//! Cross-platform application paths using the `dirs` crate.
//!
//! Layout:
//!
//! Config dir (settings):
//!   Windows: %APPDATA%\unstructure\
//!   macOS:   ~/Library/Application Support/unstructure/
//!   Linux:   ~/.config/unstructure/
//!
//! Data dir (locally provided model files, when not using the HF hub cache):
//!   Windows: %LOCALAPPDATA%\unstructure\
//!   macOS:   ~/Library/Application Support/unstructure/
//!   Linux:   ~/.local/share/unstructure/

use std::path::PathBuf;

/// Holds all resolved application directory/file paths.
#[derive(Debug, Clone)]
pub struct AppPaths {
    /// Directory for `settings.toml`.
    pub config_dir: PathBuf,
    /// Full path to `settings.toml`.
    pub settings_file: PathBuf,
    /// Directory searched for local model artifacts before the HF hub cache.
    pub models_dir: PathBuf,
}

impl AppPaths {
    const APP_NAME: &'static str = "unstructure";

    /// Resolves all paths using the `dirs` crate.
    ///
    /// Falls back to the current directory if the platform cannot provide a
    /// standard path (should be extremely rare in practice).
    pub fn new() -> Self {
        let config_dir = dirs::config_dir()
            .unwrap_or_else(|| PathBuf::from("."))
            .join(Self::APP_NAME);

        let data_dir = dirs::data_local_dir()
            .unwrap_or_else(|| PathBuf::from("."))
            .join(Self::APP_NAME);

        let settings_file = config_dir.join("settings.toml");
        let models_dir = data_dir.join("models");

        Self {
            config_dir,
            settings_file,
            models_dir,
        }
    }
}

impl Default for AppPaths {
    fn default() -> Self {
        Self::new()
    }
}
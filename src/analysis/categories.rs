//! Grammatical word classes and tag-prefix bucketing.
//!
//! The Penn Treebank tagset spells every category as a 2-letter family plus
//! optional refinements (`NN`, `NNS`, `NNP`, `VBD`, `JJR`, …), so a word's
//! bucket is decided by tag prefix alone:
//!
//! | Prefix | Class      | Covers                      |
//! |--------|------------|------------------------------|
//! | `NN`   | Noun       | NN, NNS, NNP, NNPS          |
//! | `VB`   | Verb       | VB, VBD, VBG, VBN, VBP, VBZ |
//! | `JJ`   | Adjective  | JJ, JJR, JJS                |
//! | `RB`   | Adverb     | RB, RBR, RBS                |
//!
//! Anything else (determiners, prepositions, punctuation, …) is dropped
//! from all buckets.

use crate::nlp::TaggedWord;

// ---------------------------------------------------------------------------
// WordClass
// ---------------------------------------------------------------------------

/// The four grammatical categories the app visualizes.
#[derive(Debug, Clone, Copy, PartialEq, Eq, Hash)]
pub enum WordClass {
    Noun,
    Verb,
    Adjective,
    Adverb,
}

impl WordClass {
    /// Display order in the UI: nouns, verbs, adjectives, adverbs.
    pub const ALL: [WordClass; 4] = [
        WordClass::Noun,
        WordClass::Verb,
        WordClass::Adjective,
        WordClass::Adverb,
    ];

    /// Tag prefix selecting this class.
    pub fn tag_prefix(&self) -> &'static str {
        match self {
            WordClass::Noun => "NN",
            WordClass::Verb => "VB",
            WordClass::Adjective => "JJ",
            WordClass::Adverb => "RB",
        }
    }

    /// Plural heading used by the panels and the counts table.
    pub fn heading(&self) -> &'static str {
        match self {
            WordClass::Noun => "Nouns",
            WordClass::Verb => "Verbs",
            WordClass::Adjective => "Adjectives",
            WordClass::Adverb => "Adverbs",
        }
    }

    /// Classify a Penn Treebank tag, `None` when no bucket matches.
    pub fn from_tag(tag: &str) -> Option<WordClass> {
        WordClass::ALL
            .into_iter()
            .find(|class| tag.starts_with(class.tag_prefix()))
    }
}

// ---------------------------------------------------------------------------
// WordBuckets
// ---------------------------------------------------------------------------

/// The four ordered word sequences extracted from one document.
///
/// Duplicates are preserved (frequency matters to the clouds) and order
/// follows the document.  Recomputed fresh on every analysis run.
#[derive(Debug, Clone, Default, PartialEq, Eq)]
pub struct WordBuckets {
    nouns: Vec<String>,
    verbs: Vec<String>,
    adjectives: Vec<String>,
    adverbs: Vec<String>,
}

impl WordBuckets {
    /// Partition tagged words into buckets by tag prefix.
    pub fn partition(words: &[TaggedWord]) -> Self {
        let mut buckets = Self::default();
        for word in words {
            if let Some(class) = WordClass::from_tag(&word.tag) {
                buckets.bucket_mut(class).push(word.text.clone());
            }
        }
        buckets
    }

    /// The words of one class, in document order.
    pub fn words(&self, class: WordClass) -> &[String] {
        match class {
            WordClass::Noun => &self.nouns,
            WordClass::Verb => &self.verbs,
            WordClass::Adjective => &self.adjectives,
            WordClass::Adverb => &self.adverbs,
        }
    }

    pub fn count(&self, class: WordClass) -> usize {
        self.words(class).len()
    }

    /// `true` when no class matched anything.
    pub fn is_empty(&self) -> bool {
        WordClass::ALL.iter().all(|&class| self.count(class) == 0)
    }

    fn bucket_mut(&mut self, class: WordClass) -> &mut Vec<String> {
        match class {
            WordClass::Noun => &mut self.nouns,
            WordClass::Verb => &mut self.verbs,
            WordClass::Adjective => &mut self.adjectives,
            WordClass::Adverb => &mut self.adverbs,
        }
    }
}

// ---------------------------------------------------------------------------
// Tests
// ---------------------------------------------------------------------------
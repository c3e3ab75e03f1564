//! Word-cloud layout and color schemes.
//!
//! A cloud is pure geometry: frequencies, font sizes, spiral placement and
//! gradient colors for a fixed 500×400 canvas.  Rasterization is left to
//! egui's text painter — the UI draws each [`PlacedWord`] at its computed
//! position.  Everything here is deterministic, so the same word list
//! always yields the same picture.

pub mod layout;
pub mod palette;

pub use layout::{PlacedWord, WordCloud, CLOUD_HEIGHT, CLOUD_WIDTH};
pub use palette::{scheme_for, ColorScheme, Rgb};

==============================

* WORK INSTRUCTIONS:
Look through the entries above; copy every line holding the string "static".

* WRITTEN ANSWER:
    const APP_NAME: &'static str = "unstructure";
    pub fn tag_prefix(&self) -> &'static str {
    pub fn heading(&self) -> &'static str {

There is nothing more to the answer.